[Synchronous primary cancers of the endometrium and ovary: review of 43 cases].Zhonghua Zhong Liu Za Zhi 2008; 30(9):690-4ZZ
To investigate the clinical and pathological characteristics, treatment methods, and prognosis of synchronous primary cancers of the endometrium and ovary.
The clinical data of 43 patients with synchronous primary cancers of the endometrium and ovary were retrospectively reviewed. The survival was calculated by Kaplan-Meier method and compared using the log-rank test.

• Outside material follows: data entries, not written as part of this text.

//! Code owner approval status of every file a change touches.
//!
//! Per path side the status is derived from the entitled owners:
//!
//! * an implicit approval by the uploader, or a qualifying vote of an owner,
//!   gives `APPROVED`,
//! * otherwise an owner among the reviewers gives `PENDING`,
//! * otherwise the path has `INSUFFICIENT_REVIEWERS`.
//!
//! Override approvals and exempted uploaders approve every path.  Files are
//! evaluated in parallel; the result keeps the diff order.

use std::collections::{BTreeSet, HashSet};

use rayon::prelude::*;
use serde::Serialize;
use tracing::{debug, info};

use crate::config::{BranchSettings, FallbackCodeOwners, MergeCommitStrategy, RequiredApproval};
use crate::errors::{OwnersError, OwnersResult};
use crate::models::{
    AccountId, Change, ChangeId, ChangedFile, CodeOwnerStatus, FileCodeOwnerStatus,
    PathCodeOwnerStatus,
};
use crate::query::ownership::collect_path_ownership;
use crate::resolver::loader::CodeOwnerConfigLoader;
use crate::resolver::owners::CodeOwnerResolver;
use crate::resolver::Cancellation;
use crate::service::CodeOwnersService;
use crate::store::PermissionBackend;

// ---------------------------------------------------------------------------
// Change context
// ---------------------------------------------------------------------------

/// Everything about a change the per-path evaluation needs.
pub(crate) struct ChangeContext {
    pub change: Change,
    pub settings: BranchSettings,
    /// Revision whose declaration files decide ownership: the destination
    /// branch head, so a change cannot grant itself ownership.
    pub owners_revision: String,
    pub files: Vec<ChangedFile>,
}

/// Load the change, its settings, and the files it touches at `revision`.
pub(crate) fn load_change_context(
    service: &CodeOwnersService,
    change_id: ChangeId,
    revision: Option<&str>,
) -> OwnersResult<ChangeContext> {
    let change = service.change(change_id)?;
    let branch = change.branch_key();
    let settings = service.branch_settings(&branch)?;
    let revision = revision.unwrap_or(&change.current_revision).to_string();
    let base = diff_base(&change, settings.merge_commit_strategy);
    let files = service
        .diffs()
        .changed_files(&change.project, base.as_deref(), &revision)?;
    let owners_revision = owners_revision(service, &change, base.as_deref(), &revision)?;
    debug!(
        "{} touches {} files (base {:?}, owners read at {})",
        change_id,
        files.len(),
        base,
        owners_revision
    );
    Ok(ChangeContext {
        change,
        settings,
        owners_revision,
        files,
    })
}

/// Revision whose declaration files decide ownership for `change`: the
/// destination branch head, else the diff base, else `revision` itself.
pub(crate) fn owners_revision(
    service: &CodeOwnersService,
    change: &Change,
    base: Option<&str>,
    revision: &str,
) -> OwnersResult<String> {
    let branch = change.branch_key();
    Ok(match service.storage().resolve_ref(&branch.project, &branch.branch)? {
        Some(head) => head,
        None => base.unwrap_or(revision).to_string(),
    })
}

pub(crate) fn diff_base(change: &Change, strategy: MergeCommitStrategy) -> Option<String> {
    let first_parent = change.parent_revisions.first().cloned();
    if !change.is_merge() {
        return first_parent;
    }
    match strategy {
        MergeCommitStrategy::AllChangedFiles => first_parent,
        MergeCommitStrategy::FilesWithConflictResolution => {
            change.auto_merge_revision.clone().or(first_parent)
        }
    }
}

// ---------------------------------------------------------------------------
// Votes
// ---------------------------------------------------------------------------

struct Votes {
    reviewers: BTreeSet<AccountId>,
    approvers: BTreeSet<AccountId>,
    overridden_by: Option<(AccountId, RequiredApproval)>,
}

fn collect_votes(service: &CodeOwnersService, context: &ChangeContext) -> OwnersResult<Votes> {
    let change = &context.change;
    let settings = &context.settings;
    let mut reviewers = service.reviews().current_reviewers(change.id)?;
    if settings.ignore_self_approval {
        reviewers.remove(&change.uploader);
    }
    let mut approvers = BTreeSet::new();
    let mut overridden_by = None;
    for reviewer in &reviewers {
        let label = &settings.required_approval.label;
        if let Some(vote) = service.reviews().label_vote(*reviewer, change.id, label)? {
            if settings.required_approval.is_satisfied_by(vote) {
                approvers.insert(*reviewer);
            }
        }
        if overridden_by.is_some() {
            continue;
        }
        for approval in &settings.override_approvals {
            if let Some(vote) = service.reviews().label_vote(*reviewer, change.id, &approval.label)? {
                if approval.is_satisfied_by(vote) {
                    overridden_by = Some((*reviewer, approval.clone()));
                    break;
                }
            }
        }
    }
    Ok(Votes {
        reviewers,
        approvers,
        overridden_by,
    })
}

fn is_exempted(
    service: &CodeOwnersService,
    settings: &BranchSettings,
    uploader: AccountId,
) -> OwnersResult<bool> {
    for email in &settings.exempted_users {
        if service.accounts().accounts_by_email(email)?.contains(&uploader) {
            return Ok(true);
        }
    }
    Ok(false)
}

// ---------------------------------------------------------------------------
// Per-path evaluation
// ---------------------------------------------------------------------------

struct PathEvaluator<'s> {
    loader: CodeOwnerConfigLoader<'s>,
    resolver: CodeOwnerResolver<'s>,
    permissions: &'s dyn PermissionBackend,
    settings: &'s BranchSettings,
    change: &'s Change,
    owners_revision: &'s str,
    votes: &'s Votes,
    implicit_approvals: bool,
    cancellation: &'s Cancellation,
}

impl PathEvaluator<'_> {
    fn file_status(&self, file: &ChangedFile) -> OwnersResult<FileCodeOwnerStatus> {
        self.cancellation.check()?;
        let new_path_status = file
            .new_path
            .as_deref()
            .map(|path| self.path_status(path))
            .transpose()?;
        let old_path_status = file
            .old_path
            .as_deref()
            .map(|path| self.path_status(path))
            .transpose()?;
        Ok(FileCodeOwnerStatus {
            change_kind: file.change_kind,
            old_path_status,
            new_path_status,
        })
    }

    fn path_status(&self, path: &str) -> OwnersResult<PathCodeOwnerStatus> {
        let ownership = collect_path_ownership(
            &self.loader,
            self.settings,
            self.owners_revision,
            path,
            self.cancellation,
        )?;
        let resolved = self.resolver.resolve_all(ownership.references().iter())?;
        let mut owned_by_all_users = resolved.owned_by_all_users;
        let mut owners: HashSet<AccountId> =
            resolved.code_owners.iter().map(|o| o.account_id).collect();
        let mut reasons = Vec::new();

        if !ownership.has_declared_owners() {
            match self.settings.fallback_code_owners {
                FallbackCodeOwners::None => reasons.push("no code owners defined".to_string()),
                FallbackCodeOwners::AllUsers => {
                    owned_by_all_users = true;
                    reasons.push("no code owners defined, all users are code owners".to_string());
                }
                FallbackCodeOwners::ProjectOwners => {
                    let candidates = self
                        .votes
                        .reviewers
                        .iter()
                        .copied()
                        .chain(std::iter::once(self.change.uploader));
                    for account in candidates {
                        if self.permissions.is_project_owner(account, &self.change.project)? {
                            owners.insert(account);
                        }
                    }
                    reasons.push("no code owners defined, project owners are code owners".to_string());
                }
            }
        }
        for (reference, reason) in &resolved.unresolved {
            reasons.push(format!("code owner {reference} is ignored: {reason}"));
        }

        let is_owner = |account: &AccountId| owned_by_all_users || owners.contains(account);
        let uploader = self.change.uploader;
        let status = if self.implicit_approvals && is_owner(&uploader) {
            reasons.push(format!("implicitly approved by the patch set uploader {uploader}"));
            CodeOwnerStatus::Approved
        } else if let Some(approver) = self.votes.approvers.iter().find(|a| is_owner(a)) {
            reasons.push(format!(
                "approved by code owner {} ({})",
                approver, self.settings.required_approval
            ));
            CodeOwnerStatus::Approved
        } else if let Some(reviewer) = self.votes.reviewers.iter().find(|r| is_owner(r)) {
            reasons.push(format!("code owner {reviewer} is a reviewer"));
            CodeOwnerStatus::Pending
        } else {
            reasons.push("no code owner is a reviewer".to_string());
            CodeOwnerStatus::InsufficientReviewers
        };
        debug!("{} of {} is {}", path, self.change.id, status);
        Ok(PathCodeOwnerStatus {
            path: path.to_string(),
            status,
            reasons,
        })
    }
}

fn approve_all(files: &[ChangedFile], reason: &str) -> Vec<FileCodeOwnerStatus> {
    let approved = |path: &str| PathCodeOwnerStatus {
        path: path.to_string(),
        status: CodeOwnerStatus::Approved,
        reasons: vec![reason.to_string()],
    };
    files
        .iter()
        .map(|file| FileCodeOwnerStatus {
            change_kind: file.change_kind,
            old_path_status: file.old_path.as_deref().map(approved),
            new_path_status: file.new_path.as_deref().map(approved),
        })
        .collect()
}

// ---------------------------------------------------------------------------
// Operations
// ---------------------------------------------------------------------------

/// One status entry per changed file of `revision` (the current revision
/// when absent), in diff order.
pub fn compute_approval_statuses(
    service: &CodeOwnersService,
    change_id: ChangeId,
    revision: Option<&str>,
    cancellation: &Cancellation,
) -> OwnersResult<Vec<FileCodeOwnerStatus>> {
    let context = load_change_context(service, change_id, revision)?;
    let settings = &context.settings;
    if settings.disabled {
        return Err(OwnersError::Disabled(settings.branch.to_string()));
    }
    let change = &context.change;
    if is_exempted(service, settings, change.uploader)? {
        info!("{} was uploaded by exempted {}", change_id, change.uploader);
        return Ok(approve_all(
            &context.files,
            &format!(
                "patch set uploader {} is exempted from requiring code owner approvals",
                change.uploader
            ),
        ));
    }
    let votes = collect_votes(service, &context)?;
    if let Some((account, approval)) = &votes.overridden_by {
        info!("{} is overridden by {} ({})", change_id, account, approval);
        return Ok(approve_all(
            &context.files,
            &format!("override approval {approval} by {account} is present"),
        ));
    }

    let evaluator = PathEvaluator {
        loader: service.loader(),
        resolver: CodeOwnerResolver::new(service.accounts(), service.permissions(), settings),
        permissions: service.permissions(),
        settings,
        change,
        owners_revision: &context.owners_revision,
        votes: &votes,
        implicit_approvals: settings.implicit_approvals_active(),
        cancellation,
    };

    let pool = rayon::ThreadPoolBuilder::new()
        .num_threads(service.workers())
        .build();
    let statuses = match pool {
        Ok(pool) => pool.install(|| {
            context
                .files
                .par_iter()
                .map(|file| evaluator.file_status(file))
                .collect::<OwnersResult<Vec<_>>>()
        }),
        Err(e) => {
            debug!("Falling back to sequential approval check: {}", e);
            context
                .files
                .iter()
                .map(|file| evaluator.file_status(file))
                .collect::<OwnersResult<Vec<_>>>()
        }
    }?;
    let approved = statuses.iter().filter(|s| s.is_approved()).count();
    info!(
        "{}: {} of {} files approved by code owners",
        change_id,
        approved,
        statuses.len()
    );
    Ok(statuses)
}

/// Whether the change may be submitted as far as code owners are concerned.
pub fn is_submittable(
    service: &CodeOwnersService,
    change_id: ChangeId,
    cancellation: &Cancellation,
) -> OwnersResult<bool> {
    let change = service.change(change_id)?;
    if service.branch_settings(&change.branch_key())?.disabled {
        return Ok(true);
    }
    let statuses = compute_approval_statuses(service, change_id, None, cancellation)?;
    Ok(statuses.iter().all(FileCodeOwnerStatus::is_approved))
}

/// Statuses of a change folded per status value, for summaries.
#[derive(Clone, Debug, Default, PartialEq, Eq, Serialize)]
pub struct ApprovalSummary {
    pub approved: usize,
    pub pending: usize,
    pub insufficient_reviewers: usize,
}

impl ApprovalSummary {
    pub fn from_statuses(statuses: &[FileCodeOwnerStatus]) -> Self {
        let mut summary = Self::default();
        for status in statuses.iter().flat_map(FileCodeOwnerStatus::statuses) {
            match status.status {
                CodeOwnerStatus::Approved => summary.approved += 1,
                CodeOwnerStatus::Pending => summary.pending += 1,
                CodeOwnerStatus::InsufficientReviewers => summary.insufficient_reviewers += 1,
            }
        }
        summary
    }
}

The median age at diagnosis was 49 years (range, 28-73 years). The most common symptoms were abnormal vaginal bleeding (69.8%) and abdominal or pelvic pain (44.2%).Pelvic masses were found in 39.5% of the patients and enlarged corpus in 27.9% at physical examination, while pelvic masses were found in 67.4% of the 43 patients (29 cases) and thickening or abnormal endometrium in 23.3% (10 cases) during ultrasound examination. Of 25 patients examined by CT/MRI, pelvic masses were found in 13 cases and enlarged uterus in 11 cases. All 15 patients who underwent endometrial biopsies were proven to have endometrial carcinomas. Serum CA125 level was found to be elevated in 22 of the 34 examined cases (64.7%) with a median value of 500 U/ml (range, 39-3439 U/ml). FIGO stages of endometrial carcinomas: IA 18 cases, IB 20 cases, IC 2 cases, IIA 3 cases; Stages of ovarian carcinomas: IA 19 cases, IB 4 cases, IC 7 cases, II 4 cases, III C 9 cases. Twenty-four patients (55.8%) were in stage I both endometrial and ovarian carcinomas. Thirty-one patients underwent total hysterectomy plus bilateral salpingo-oophorectomy with omentectomy and appendectomy, meanwhile, 12 patients had pelvic lymph node dissection. Thirty-eight of the 43 patients (88.4%) had a pathologically proven endometrial adenocarcinoma. The predominant ovarian histology was endometrioid or mixed tumor with endometrioid components (30/43, 69.8%). Postoperatively, 26 patients (60.5%) received adjuvant chemotherapy alone, 12 had chemotherapy plus radiotherapy, only one patient had radiation alone and the remaining 4 cases received no adjuvant treatment. The 3- and 5-year survival rates of the group were 87.4% and 71.1%, respectively. The 3- and 5-year survival rates of patients with both endometrioid and ovarian carcinomas were higher than that of those with non-endometrioid or mixed subtypes (93.8%, 82.0% vs. 79.7%, 69.0%). The 3-year and 5-year survival rates of patients with early stage disease were better than those of the other patients (93.3%, 93.3% vs. 69.7%, 36.7%). Recurrence developed in 15 patients (34.9%). It was showed by univariate analysis that lower CA125 level, early FIGO stage, and adjuvant chemotherapy plus radiotherapy significantly and positively affect the 5-year survival rates, while only early FIGO stage and chemotherapy plus radiotherapy were revealed by multivariate analysis as independent prognostic factors.
Synchronous primary cancers of the endometrium and ovary are different from either primary endometrial carcinoma or ovarian cancer, while it can usually be detected in early stage and with a good prognosis. The impact of the CA125 level on prognosis needs to be further studied. Surgical treatment alone may be enough for early stage patients. Chemotherapy plus radiotherapy may be necessary for advanced stage patients.